Planktic diatoms are the largest primary producers in marine and freshwater habitats. Their dry biomass accumulates up to 50% of lipids and contains water-soluble β-1,3-glucans as major storage products. Because of the world-wide abundance of these photosynthetic protists, β-1,3-glucans may rival cellulose as the polysaccharide with the highest annual production on Earth.

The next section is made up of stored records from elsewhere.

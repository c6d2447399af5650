//! Domain models and their wire-shape decoding.
//!
//! Each resource comes in two layers: a `*Wire` struct that accepts
//! whatever the backend (or an older client shape) sends, with every
//! field optional, and the domain struct the rest of the crate works
//! with. Normalization is a total, pure mapping: aliases resolve by an
//! explicit precedence, absent booleans and numbers take defaults, and
//! feeding a serialized domain value back through the wire decode
//! produces an identical domain value.

use serde::{Deserialize, Serialize};
use serde_json::Value;

// === Groups ===

#[derive(Debug, Clone, Default, Deserialize)]
pub struct GroupWire {
    #[serde(default)]
    pub id: i64,
    #[serde(default)]
    pub name: Option<String>,
    #[serde(default)]
    pub faculty: Option<String>,
    #[serde(default, alias = "year")]
    pub course_year: Option<u32>,
    #[serde(default)]
    pub leader_id: Option<i64>,
    #[serde(default)]
    pub contract_amount: Option<f64>,
    #[serde(default)]
    pub description: Option<String>,
    #[serde(default)]
    pub students_count: Option<u32>,
    #[serde(default)]
    pub is_active: Option<bool>,
}

#[derive(Debug, Clone, Serialize, Deserialize, PartialEq)]
pub struct Group {
    pub id: i64,
    pub name: String,
    pub faculty: String,
    pub course_year: u32,
    pub leader_id: Option<i64>,
    pub contract_amount: f64,
    pub description: Option<String>,
    pub students_count: u32,
    pub is_active: bool,
}

impl From<GroupWire> for Group {
    fn from(w: GroupWire) -> Self {
        Self {
            id: w.id,
            name: w.name.unwrap_or_default(),
            faculty: w.faculty.unwrap_or_default(),
            course_year: w.course_year.unwrap_or(1),
            leader_id: w.leader_id,
            contract_amount: w.contract_amount.unwrap_or(0.0),
            description: w.description,
            students_count: w.students_count.unwrap_or(0),
            is_active: w.is_active.unwrap_or(true),
        }
    }
}

// === Students ===

#[derive(Debug, Clone, Default, Deserialize)]
pub struct StudentWire {
    #[serde(default)]
    pub id: i64,
    #[serde(default)]
    pub student_id: Option<String>,
    #[serde(default)]
    pub name: Option<String>,
    #[serde(default)]
    pub full_name: Option<String>,
    #[serde(default)]
    pub group_id: Option<i64>,
    #[serde(default)]
    pub phone: Option<String>,
    #[serde(default)]
    pub email: Option<String>,
    #[serde(default)]
    pub birth_date: Option<String>,
    #[serde(default)]
    pub gender: Option<String>,
    #[serde(default)]
    pub contract_amount: Option<f64>,
    #[serde(default)]
    pub contract_paid: Option<f64>,
    #[serde(default)]
    pub is_leader: Option<bool>,
    #[serde(default)]
    pub is_active: Option<bool>,
}

#[derive(Debug, Clone, Serialize, Deserialize, PartialEq)]
pub struct Student {
    pub id: i64,
    pub student_id: String,
    pub name: String,
    pub group_id: Option<i64>,
    pub phone: Option<String>,
    pub email: Option<String>,
    pub birth_date: Option<String>,
    pub gender: Option<String>,
    pub contract_amount: f64,
    pub contract_paid: f64,
    pub is_leader: bool,
    pub is_active: bool,
}

impl From<StudentWire> for Student {
    fn from(w: StudentWire) -> Self {
        Self {
            id: w.id,
            student_id: w.student_id.unwrap_or_default(),
            // Older payloads carry the name as full_name; it wins when
            // both are present.
            name: w.full_name.or(w.name).unwrap_or_default(),
            group_id: w.group_id,
            phone: w.phone,
            email: w.email,
            birth_date: w.birth_date,
            gender: w.gender,
            contract_amount: w.contract_amount.unwrap_or(0.0),
            contract_paid: w.contract_paid.unwrap_or(0.0),
            is_leader: w.is_leader.unwrap_or(false),
            is_active: w.is_active.unwrap_or(true),
        }
    }
}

Here we show the feasibility of a simple and efficient process leading to bio-hydrogen by dark fermentation of microalgal biomass with the thermophilic bacterium Thermotoga neapolitana. Production of the biogas on minimum medium supplemented only with the extract of the diatom Thalassiosira weissflogii proved that algal biomass per se can serve as substrate for sustaining the biotechnological process with no requirement of any pretreatment and external integration of other nutrients. At the same time, lipids unused for the anaerobic production of the biogas, can be employed for production of bio-diesel, thus considerably increasing the economic potential of these renewable feedstocks.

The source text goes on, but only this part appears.